### [What you should do]
Please find every line in the records below that contains the word "Start", and copy it.

Stored records:

//! Mira command-line client - entry point.

mod commands;

use anyhow::Result;
use clap::{Parser, Subcommand};
use mira_client::{ApiClient, ClientConfig, FileTokenStore, TokenManager};
use std::sync::Arc;
use tracing::debug;

/// Command-line client for the Mira copy-trading platform
#[derive(Parser, Debug)]
#[command(name = "mira", version, about, long_about = None)]
struct Args {
    /// API base URL (can also be set via MIRA_API_URL env var)
    #[arg(long)]
    api_url: Option<String>,

    #[command(subcommand)]
    command: Command,
}

#[derive(Subcommand, Debug)]
enum Command {
    /// Log in and store tokens locally
    Login {
        /// Account email
        email: String,
        /// Password (prompted when omitted)
        #[arg(long)]
        password: Option<String>,
    },
    /// Log out and clear stored tokens
    Logout,
    /// Show the authenticated user
    Whoami,
    /// Trader discovery
    Traders {
        #[command(subcommand)]
        command: commands::traders::TradersCommand,
    },
    /// Copy-trading subscriptions
    Subs {
        #[command(subcommand)]
        command: commands::subs::SubsCommand,
    },
    /// Wallet balances and ledger
    Wallet {
        #[command(subcommand)]
        command: commands::wallet::WalletCommand,
    },
    /// Exchange API keys
    Keys {
        #[command(subcommand)]
        command: commands::keys::KeysCommand,
    },
    /// Backend health check
    Health,
}

#[tokio::main]
async fn main() -> Result<()> {
    let args = Args::parse();

    mira_telemetry::init_logging()?;

    let config = match args.api_url {
        Some(url) => ClientConfig::with_base_url(url),
        None => ClientConfig::from_env(),
    };
    debug!(base_url = %config.base_url, "Using API");

    let store = FileTokenStore::new()?;
    let tokens = TokenManager::new(Arc::new(store))?;
    let client = ApiClient::with_tokens(config, tokens)?;

    match args.command {
        Command::Login { email, password } => commands::auth::login(&client, &email, password).await,
        Command::Logout => commands::auth::logout(&client).await,
        Command::Whoami => commands::auth::whoami(&client).await,
        Command::Traders { command } => commands::traders::run(&client, command).await,
        Command::Subs { command } => commands::subs::run(&client, command).await,
        Command::Wallet { command } => commands::wallet::run(&client, command).await,
        Command::Keys { command } => commands::keys::run(&client, command).await,
        Command::Health => commands::health::run(&client).await,
    }
}
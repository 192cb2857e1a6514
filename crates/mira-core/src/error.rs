//! Error types for mira-core.

use thiserror::Error;

/// Core error types.
#[derive(Debug, Error)]
pub enum CoreError {
    #[error("Invalid amount: {0}")]
    InvalidAmount(String),

    #[error("Invalid status: {0}")]
    InvalidStatus(String),

    #[error("Decimal parse error: {0}")]
    DecimalParse(#[from] rust_decimal::Error),
}

/// Result type alias for core operations.
pub type Result<T> = std::result::Result<T, CoreError>;
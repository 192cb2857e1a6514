//! Realtime event feed for the Mira copy-trading client.
//!
//! Maintains a WebSocket connection to the backend, parses the event
//! stream, and applies updates to the shared [`mira_stores`] containers.

pub mod connection;
pub mod dispatch;
pub mod error;
pub mod message;
pub mod parser;

pub use connection::{FeedConfig, FeedConnection};
pub use dispatch::Dispatcher;
pub use error::{FeedError, FeedResult};
pub use message::{
    BalanceUpdatePayload, ExecutionOutcome, FeedEvent, SystemStatusPayload, TradeExecutedPayload,
    TradeSignalPayload,
};
pub use parser::parse_message;
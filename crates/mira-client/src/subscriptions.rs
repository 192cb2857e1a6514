//! Subscription (copy relationship) endpoints.

use crate::error::ClientResult;
use crate::http::ApiClient;
use crate::query;
use mira_core::{
    Page, Subscription, SubscriptionCreate, SubscriptionStatus, SubscriptionUpdate, Trade,
};
use serde::Deserialize;
use uuid::Uuid;

/// Response to the emergency pause-all operation.
#[derive(Debug, Clone, Deserialize)]
pub struct PauseAllResponse {
    pub message: String,
    pub paused_count: u32,
}

fn status_param(status: SubscriptionStatus) -> String {
    match status {
        SubscriptionStatus::Active => "ACTIVE",
        SubscriptionStatus::Paused => "PAUSED",
        SubscriptionStatus::Stopped => "STOPPED",
    }
    .to_string()
}

impl ApiClient {
    /// Start copying a trader.
    pub async fn create_subscription(
        &self,
        create: &SubscriptionCreate,
    ) -> ClientResult<Subscription> {
        self.post("/subscriptions", create).await
    }

    /// List the authenticated user's subscriptions, optionally filtered
    /// by status.
    pub async fn subscriptions(
        &self,
        status: Option<SubscriptionStatus>,
    ) -> ClientResult<Vec<Subscription>> {
        let q = query::build(&[("status", status.map(status_param))]);
        self.get(&format!("/subscriptions{q}")).await
    }

    /// Fetch one subscription.
    pub async fn subscription(&self, id: Uuid) -> ClientResult<Subscription> {
        self.get(&format!("/subscriptions/{id}")).await
    }

    /// Update allocation or copy mode.
    pub async fn update_subscription(
        &self,
        id: Uuid,
        update: &SubscriptionUpdate,
    ) -> ClientResult<Subscription> {
        self.patch(&format!("/subscriptions/{id}"), update).await
    }

    /// Pause copying. Open positions are left to run down server-side.
    pub async fn pause_subscription(&self, id: Uuid) -> ClientResult<Subscription> {
        self.post_empty(&format!("/subscriptions/{id}/pause")).await
    }

    /// Resume a paused subscription.
    pub async fn resume_subscription(&self, id: Uuid) -> ClientResult<Subscription> {
        self.post_empty(&format!("/subscriptions/{id}/resume"))
            .await
    }

    /// Stop copying permanently. A stopped subscription cannot resume.
    pub async fn stop_subscription(&self, id: Uuid) -> ClientResult<Subscription> {
        self.post_empty(&format!("/subscriptions/{id}/stop")).await
    }

    /// Trades copied under one subscription.
    pub async fn subscription_trades(
        &self,
        id: Uuid,
        page: u32,
        page_size: u32,
    ) -> ClientResult<Page<Trade>> {
        let q = query::build(&[
            ("page", Some(page.to_string())),
            ("page_size", Some(page_size.to_string())),
        ]);
        self.get(&format!("/subscriptions/{id}/trades{q}")).await
    }

    /// Emergency stop: pause every active subscription at once.
    pub async fn pause_all_subscriptions(&self) -> ClientResult<PauseAllResponse> {
        self.post_empty("/subscriptions/pause-all").await
    }
}
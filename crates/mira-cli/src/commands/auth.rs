//! Session commands: login, logout, whoami.

use anyhow::{Context, Result};
use mira_client::ApiClient;
use std::io::Write;

pub async fn login(client: &ApiClient, email: &str, password: Option<String>) -> Result<()> {
    let password = match password {
        Some(p) => p,
        None => prompt("Password: ")?,
    };

    let response = client.login(email, &password).await?;

    if response.require_2fa {
        let pre_auth = response
            .pre_auth_token
            .context("2FA required but no pre-auth token returned")?;
        let code = prompt("2FA code: ")?;
        client.verify_2fa(&pre_auth, code.trim()).await?;
    }

    println!("Logged in as {email}");
    Ok(())
}

pub async fn logout(client: &ApiClient) -> Result<()> {
    client.logout().await?;
    println!("Logged out");
    Ok(())
}

pub async fn whoami(client: &ApiClient) -> Result<()> {
    let me = client.me_full().await?;
    let user = &me.user;

    println!("{} {} <{}>", user.first_name, user.last_name, user.email);
    println!("  id:       {}", user.id);
    println!("  status:   {:?}", user.status);
    println!("  2fa:      {}", if user.is_2fa_enabled { "on" } else { "off" });
    if let Some(kyc) = &me.kyc {
        println!("  kyc:      {:?}", kyc.status);
    }
    if let Some(profile) = &me.trader_profile {
        println!("  trader:   {} ({})", profile.alias, profile.id);
    }
    Ok(())
}

fn prompt(label: &str) -> Result<String> {
    print!("{label}");
    std::io::stdout().flush()?;
    let mut line = String::new();
    std::io::stdin().read_line(&mut line)?;
    Ok(line.trim_end().to_string())
}
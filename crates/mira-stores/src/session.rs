//! Authenticated-session store.
//!
//! Holds the known user profile. The `is_authenticated` flag is NOT
//! stored here: it is derived from the token manager's presence
//! channel, so profile state and credential state cannot diverge.

use mira_core::User;
use parking_lot::RwLock;
use std::sync::Arc;
use tokio::sync::watch;

/// Shared session state.
#[derive(Clone)]
pub struct SessionStore {
    user: Arc<RwLock<Option<User>>>,
    /// Token-presence channel from the token manager.
    auth: watch::Receiver<bool>,
}

impl SessionStore {
    /// Build over the token manager's presence subscription
    /// (`TokenManager::subscribe`).
    pub fn new(auth: watch::Receiver<bool>) -> Self {
        Self {
            user: Arc::new(RwLock::new(None)),
            auth,
        }
    }

    /// Derived strictly from token presence, never set directly.
    pub fn is_authenticated(&self) -> bool {
        *self.auth.borrow()
    }

    /// A receiver for reacting to login/logout transitions.
    pub fn subscribe(&self) -> watch::Receiver<bool> {
        self.auth.clone()
    }

    pub fn set_user(&self, user: User) {
        *self.user.write() = Some(user);
    }

    pub fn clear_user(&self) {
        *self.user.write() = None;
    }

    pub fn user(&self) -> Option<User> {
        self.user.read().clone()
    }
}

#[cfg(test)]
mod tests {
    use super::*;
    use chrono::Utc;
    use mira_core::UserStatus;
    use uuid::Uuid;

    fn test_user() -> User {
        User {
            id: Uuid::new_v4(),
            first_name: "Ada".to_string(),
            last_name: "Obi".to_string(),
            email: "ada@example.com".to_string(),
            status: UserStatus::Verified,
            country: Some("NG".to_string()),
            is_active: true,
            is_2fa_enabled: false,
            created_at: Utc::now(),
            updated_at: Utc::now(),
        }
    }

    #[test]
    fn test_authentication_follows_token_presence() {
        let (tx, rx) = watch::channel(false);
        let store = SessionStore::new(rx);
        assert!(!store.is_authenticated());

        // Profile data alone does not authenticate the session.
        store.set_user(test_user());
        assert!(!store.is_authenticated());

        tx.send_replace(true);
        assert!(store.is_authenticated());

        tx.send_replace(false);
        assert!(!store.is_authenticated());
        // The stale profile is still readable; callers clear it on logout.
        assert!(store.user().is_some());
    }
}
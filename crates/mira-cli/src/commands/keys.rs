//! Exchange API key commands.

use anyhow::{bail, Result};
use clap::Subcommand;
use mira_client::ApiClient;
use mira_core::{Exchange, ExchangeKeyCreate};
use uuid::Uuid;

#[derive(Subcommand, Debug)]
pub enum KeysCommand {
    /// List stored exchange keys
    List {
        /// Filter by exchange: binance, bybit or okx
        #[arg(long)]
        exchange: Option<String>,
    },
    /// Register a new exchange key
    Add {
        /// Exchange: binance, bybit or okx
        exchange: String,
        /// Human-readable label
        label: String,
        #[arg(long)]
        api_key: String,
        #[arg(long)]
        api_secret: String,
        /// Passphrase, required by some exchanges
        #[arg(long)]
        passphrase: Option<String>,
    },
    /// Revoke a key
    Revoke { id: Uuid },
}

fn parse_exchange(s: &str) -> Result<Exchange> {
    match s.to_lowercase().as_str() {
        "binance" => Ok(Exchange::Binance),
        "bybit" => Ok(Exchange::Bybit),
        "okx" => Ok(Exchange::Okx),
        other => bail!("unknown exchange '{other}' (expected binance, bybit or okx)"),
    }
}

pub async fn run(client: &ApiClient, command: KeysCommand) -> Result<()> {
    match command {
        KeysCommand::List { exchange } => {
            let exchange = exchange.as_deref().map(parse_exchange).transpose()?;
            let keys = client.keys(exchange).await?;

            println!(
                "{:<38} {:<10} {:<20} {:<16} {:<6}",
                "ID", "EXCHANGE", "LABEL", "KEY", "VALID"
            );
            for key in &keys {
                println!(
                    "{:<38} {:<10} {:<20} {:<16} {:<6}",
                    key.id,
                    key.exchange_name,
                    key.label,
                    key.api_key_masked,
                    if key.is_valid { "yes" } else { "no" },
                );
            }
        }
        KeysCommand::Add {
            exchange,
            label,
            api_key,
            api_secret,
            passphrase,
        } => {
            let create = ExchangeKeyCreate {
                exchange_name: parse_exchange(&exchange)?,
                label,
                api_key,
                api_secret,
                passphrase,
            };
            let key = client.create_key(&create).await?;
            println!("Key {} registered for {}", key.id, key.exchange_name);
        }
        KeysCommand::Revoke { id } => {
            client.revoke_key(id).await?;
            println!("Key {id} revoked");
        }
    }
    Ok(())
}
//! CLI command handlers, one module per subcommand group.

pub mod auth;
pub mod health;
pub mod keys;
pub mod subs;
pub mod traders;
pub mod wallet;
//! Subscription commands.

use anyhow::{bail, Result};
use clap::Subcommand;
use mira_client::ApiClient;
use mira_core::{Amount, CopyMode, Subscription, SubscriptionCreate, SubscriptionStatus};
use uuid::Uuid;

#[derive(Subcommand, Debug)]
pub enum SubsCommand {
    /// List subscriptions
    List {
        /// Filter by status: active, paused or stopped
        #[arg(long)]
        status: Option<String>,
    },
    /// Start copying a trader
    Follow {
        trader_id: Uuid,
        /// Amount to allocate to this trader
        allocation: Amount,
        /// Copy a fixed size per trade instead of proportional sizing
        #[arg(long)]
        fixed: bool,
    },
    /// Pause a subscription
    Pause { id: Uuid },
    /// Resume a paused subscription
    Resume { id: Uuid },
    /// Stop a subscription permanently
    Stop { id: Uuid },
}

fn parse_status(s: &str) -> Result<SubscriptionStatus> {
    match s.to_lowercase().as_str() {
        "active" => Ok(SubscriptionStatus::Active),
        "paused" => Ok(SubscriptionStatus::Paused),
        "stopped" => Ok(SubscriptionStatus::Stopped),
        other => bail!("unknown status '{other}' (expected active, paused or stopped)"),
    }
}

fn print_subscription(sub: &Subscription) {
    let leader = sub
        .leader_profile
        .as_ref()
        .map(|p| p.alias.clone())
        .unwrap_or_else(|| sub.leader_profile_id.to_string());
    println!(
        "{:<38} {:<24} {:<10} {:>12} {:>12} {:>8}",
        sub.id,
        leader,
        format!("{:?}", sub.status),
        sub.allocation_amount,
        sub.total_pnl,
        sub.total_copied_trades,
    );
}

pub async fn run(client: &ApiClient, command: SubsCommand) -> Result<()> {
    match command {
        SubsCommand::List { status } => {
            let status = status.as_deref().map(parse_status).transpose()?;
            let subs = client.subscriptions(status).await?;

            println!(
                "{:<38} {:<24} {:<10} {:>12} {:>12} {:>8}",
                "ID", "TRADER", "STATUS", "ALLOCATION", "PNL", "TRADES"
            );
            for sub in &subs {
                print_subscription(sub);
            }
        }
        SubsCommand::Follow {
            trader_id,
            allocation,
            fixed,
        } => {
            let create = SubscriptionCreate {
                leader_profile_id: trader_id,
                allocation_amount: allocation,
                copy_mode: fixed.then_some(CopyMode::Fixed),
            };
            let sub = client.create_subscription(&create).await?;
            println!("Following trader, subscription {}", sub.id);
        }
        SubsCommand::Pause { id } => {
            let sub = client.pause_subscription(id).await?;
            println!("Subscription {} is now {:?}", sub.id, sub.status);
        }
        SubsCommand::Resume { id } => {
            let sub = client.resume_subscription(id).await?;
            println!("Subscription {} is now {:?}", sub.id, sub.status);
        }
        SubsCommand::Stop { id } => {
            let sub = client.stop_subscription(id).await?;
            println!("Subscription {} is now {:?}", sub.id, sub.status);
        }
    }
    Ok(())
}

### [Response to this task]
    /// Start copying a trader.
    /// Start copying a trader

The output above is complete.